I- Formular conclusões num recurso impõe que se indiquem, resumidamente, através de proposição sintéticas, os fundamentos de facto e de direito, por que se pede a alteração ou anulação da decisão recorrida, sendo incorrecto repetir nestas grande parte da matéria alegada sem qualquer preocupação de clareza e de síntese.
II- É incorrecto afirmar-se "cabe aos tribunais comuns e não aos tribunais do trabalho...", pois os tribunais do trabalho foram integrados na ordem judiciária comum, há mais de 25 anos, pela Lei nº 82/77, de 6/12.
III- Um pacto de não concorrência consubstancia uma restrição transitória do exercício do direito ao trabalho e á liberdade de escolha da profissão, estabelecida no contrato de trabalho no momento da sua celebração, cuja legalidade e constitucionalidade se nos afiguram discutíveis.

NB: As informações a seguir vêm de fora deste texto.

//! Axum route handlers for job offers.

use axum::{
    extract::{Path, State},
    http::StatusCode,
    Json,
};
use serde::Deserialize;
use uuid::Uuid;

use crate::errors::AppError;
use crate::models::job::JobOfferRow;
use crate::state::AppState;

#[derive(Debug, Deserialize)]
pub struct CreateOfferRequest {
    pub title: String,
    pub description: String,
    #[serde(default)]
    pub skills: Vec<String>,
    pub company_name: String,
    pub recruiter_id: Uuid,
}

/// POST /api/v1/offers
pub async fn handle_create_offer(
    State(state): State<AppState>,
    Json(request): Json<CreateOfferRequest>,
) -> Result<(StatusCode, Json<JobOfferRow>), AppError> {
    if request.title.trim().is_empty() {
        return Err(AppError::Validation("title cannot be empty".to_string()));
    }
    if request.description.trim().is_empty() {
        return Err(AppError::Validation(
            "description cannot be empty".to_string(),
        ));
    }

    let offer: JobOfferRow = sqlx::query_as(
        r#"
        INSERT INTO job_offers (id, title, description, skills, company_name, recruiter_id)
        VALUES ($1, $2, $3, $4, $5, $6)
        RETURNING *
        "#,
    )
    .bind(Uuid::new_v4())
    .bind(request.title.trim())
    .bind(request.description.trim())
    .bind(&request.skills)
    .bind(request.company_name.trim())
    .bind(request.recruiter_id)
    .fetch_one(&state.db)
    .await?;

    Ok((StatusCode::CREATED, Json(offer)))
}

/// GET /api/v1/offers
pub async fn handle_list_offers(
    State(state): State<AppState>,
) -> Result<Json<Vec<JobOfferRow>>, AppError> {
    let offers =
        sqlx::query_as::<_, JobOfferRow>("SELECT * FROM job_offers ORDER BY created_at DESC")
            .fetch_all(&state.db)
            .await?;

    Ok(Json(offers))
}

/// GET /api/v1/offers/:id
pub async fn handle_get_offer(
    State(state): State<AppState>,
    Path(offer_id): Path<Uuid>,
) -> Result<Json<JobOfferRow>, AppError> {
    let offer: JobOfferRow = sqlx::query_as("SELECT * FROM job_offers WHERE id = $1")
        .bind(offer_id)
        .fetch_optional(&state.db)
        .await?
        .ok_or_else(|| AppError::NotFound(format!("Job offer {offer_id} not found")))?;

    Ok(Json(offer))
}
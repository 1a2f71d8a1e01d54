use crate::config::FacilitatorConfig;
use crate::executor::Executor;

/// Shared application state. Read-only after startup; per-request pipeline
/// state is strictly local.
pub struct AppState {
    pub config: FacilitatorConfig,
    pub executor: Executor,
}
//! Payment gating for resource servers.
//!
//! A [`Gate`] wraps route handling with receipt verification: extract the
//! token from inbound headers, verify it against the configured trust
//! anchor, and either hand the request through with the receipt attached or
//! answer 402 with a fresh payment request. A failed verification is
//! indistinguishable from a first unauthenticated request.

pub mod middleware;

use std::time::{Duration, Instant};

use dashmap::DashMap;

use x402_core::headers::extract_receipt;
use x402_core::receipt::{Receipt, ReceiptVerifier};
use x402_core::response::{payment_request, PublisherConfig};
use x402_core::PaymentRequest;

pub use middleware::{
    payment_required_response, payment_response_header, require_payment, require_payment_for,
};

/// Gate configuration: publisher payment parameters plus the receipt trust
/// anchor. Exactly one of `jwt_secret` / `facilitator_public_key` should be
/// set; with neither, tokens are decoded unverified and the gate must not
/// be used to protect anything real.
pub struct GateConfig {
    pub publisher: PublisherConfig,
    pub jwt_secret: Option<Vec<u8>>,
    /// ECDSA P-256 public key, SPKI PEM.
    pub facilitator_public_key: Option<String>,
    /// How long a positive verification may be served from cache.
    pub verify_ttl: Duration,
    /// Lazy-eviction trigger for the verification cache.
    pub max_cache_entries: usize,
}

impl GateConfig {
    /// Symmetric-trust gate sharing a secret with the facilitator.
    pub fn with_secret(publisher: PublisherConfig, secret: impl Into<Vec<u8>>) -> Self {
        Self {
            publisher,
            jwt_secret: Some(secret.into()),
            facilitator_public_key: None,
            verify_ttl: Duration::from_secs(60),
            max_cache_entries: 1_000,
        }
    }

    /// Asymmetric-trust gate holding only the facilitator's public key.
    pub fn with_public_key(publisher: PublisherConfig, pem: impl Into<String>) -> Self {
        Self {
            publisher,
            jwt_secret: None,
            facilitator_public_key: Some(pem.into()),
            verify_ttl: Duration::from_secs(60),
            max_cache_entries: 1_000,
        }
    }
}

/// Outcome of gating one request.
pub enum GateDecision {
    /// Receipt verified: pass through with payment context.
    Paid(PaidContext),
    /// No or bad receipt: answer 402 with these parameters.
    Unpaid(PaymentRequest),
}

/// Handed to the wrapped handler on success.
#[derive(Debug, Clone)]
pub struct PaidContext {
    pub receipt: Receipt,
    pub content_id: String,
    pub receipt_token: String,
}

struct CachedVerification {
    receipt: Receipt,
    verified_at: Instant,
}

/// Receipt-checking gate shared across requests.
pub struct Gate {
    config: GateConfig,
    cache: DashMap<String, CachedVerification>,
}

impl Gate {
    pub fn new(config: GateConfig) -> Self {
        Self {
            config,
            cache: DashMap::new(),
        }
    }

    /// Gate one request for `content_id`, reading headers through `lookup`.
    pub fn check(
        &self,
        content_id: &str,
        lookup: impl Fn(&str) -> Option<String>,
    ) -> GateDecision {
        let token = match extract_receipt(lookup) {
            Some(t) => t,
            None => return self.unpaid(content_id),
        };

        if let Some(ctx) = self.cached(&token, content_id) {
            return GateDecision::Paid(ctx);
        }

        let verifier = self.verifier(content_id);
        match verifier.verify(&token) {
            Ok(receipt) => {
                self.insert_cached(&token, &receipt);
                GateDecision::Paid(PaidContext {
                    receipt,
                    content_id: content_id.to_string(),
                    receipt_token: token,
                })
            }
            Err(e) => {
                tracing::debug!(code = e.code(), error = %e, "receipt rejected");
                self.unpaid(content_id)
            }
        }
    }

    fn unpaid(&self, content_id: &str) -> GateDecision {
        GateDecision::Unpaid(payment_request(&self.config.publisher, content_id))
    }

    fn verifier(&self, content_id: &str) -> ReceiptVerifier {
        let mut verifier = ReceiptVerifier::new().expecting_content_id(content_id);
        if let Some(secret) = &self.config.jwt_secret {
            verifier = verifier.with_secret(secret.clone());
        } else if let Some(pem) = &self.config.facilitator_public_key {
            verifier = verifier.with_public_key(pem.clone());
        }
        verifier
    }

    /// Serve a recent positive verification without re-checking the
    /// signature. Content id and receipt expiry are still enforced.
    fn cached(&self, token: &str, content_id: &str) -> Option<PaidContext> {
        let hit = self.cache.get(token)?;
        let now = std::time::SystemTime::now()
            .duration_since(std::time::UNIX_EPOCH)
            .map(|d| d.as_secs())
            .unwrap_or(u64::MAX);

        if hit.verified_at.elapsed() <= self.config.verify_ttl
            && hit.receipt.content_id == content_id
            && hit.receipt.expires_at > now
        {
            return Some(PaidContext {
                receipt: hit.receipt.clone(),
                content_id: content_id.to_string(),
                receipt_token: token.to_string(),
            });
        }
        drop(hit);
        self.cache.remove(token);
        None
    }

    fn insert_cached(&self, token: &str, receipt: &Receipt) {
        if self.cache.len() >= self.config.max_cache_entries {
            let ttl = self.config.verify_ttl;
            self.cache.retain(|_, v| v.verified_at.elapsed() <= ttl);
        }
        self.cache.insert(
            token.to_string(),
            CachedVerification {
                receipt: receipt.clone(),
                verified_at: Instant::now(),
            },
        );
    }
}
//! The `X-402-*` header set and receipt extraction.
//!
//! Header names are written in their canonical case; lookups are
//! case-insensitive (the caller supplies the getter, and HTTP header maps
//! are case-insensitive already).

pub const PAY_TO: &str = "X-402-PayTo";
pub const PRICE: &str = "X-402-Price";
pub const CURRENCY: &str = "X-402-Currency";
pub const NETWORK: &str = "X-402-Network";
pub const FACILITATOR: &str = "X-402-Facilitator";
pub const CONTENT_ID: &str = "X-402-Content-Id";
pub const DESCRIPTION: &str = "X-402-Description";
pub const RECEIPT: &str = "X-402-Receipt";

/// Alternate receipt-carrying header.
pub const X_PAYMENT: &str = "X-PAYMENT";

/// Facilitator-originated data attached to protected 200 responses.
pub const PAYMENT_RESPONSE: &str = "X-PAYMENT-RESPONSE";

/// Scheme prefix recognized in the `Authorization` header.
pub const AUTH_SCHEME_PREFIX: &str = "X402 ";

/// Pull a receipt token out of inbound headers.
///
/// Checks, in order: `X-402-Receipt`, `X-PAYMENT`, then `Authorization`
/// when it starts with `"X402 "` (prefix stripped).
pub fn extract_receipt(lookup: impl Fn(&str) -> Option<String>) -> Option<String> {
    if let Some(token) = lookup(RECEIPT) {
        return Some(token);
    }
    if let Some(token) = lookup(X_PAYMENT) {
        return Some(token);
    }
    lookup("Authorization")
        .and_then(|v| v.strip_prefix(AUTH_SCHEME_PREFIX).map(str::to_string))
}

IV- Sendo estes direitos indisponíveis, a sua restrição através de uma cláusula estabelecida e inserida no contrato de trabalho, na qual o trabalhador se obrigou a não exercer, durante o 1º ano subsequente à cessação desse contrato qualquer actividade concorrente, impõe sempre que o juiz faça um juízo sobre o equilíbrio das obrigações assumidas e sobre a sua legalidade e constitucionalidade.
V- Isto não só por tal pacto conflituar com valores constitucionalmente consagrados, mas também porque o consentimento de trabalho obtido no momento da celebração do contrato, pode ter-se ficado a dever, de alguma forma, à necessidade de não perder a oportunidade de conseguir emprego.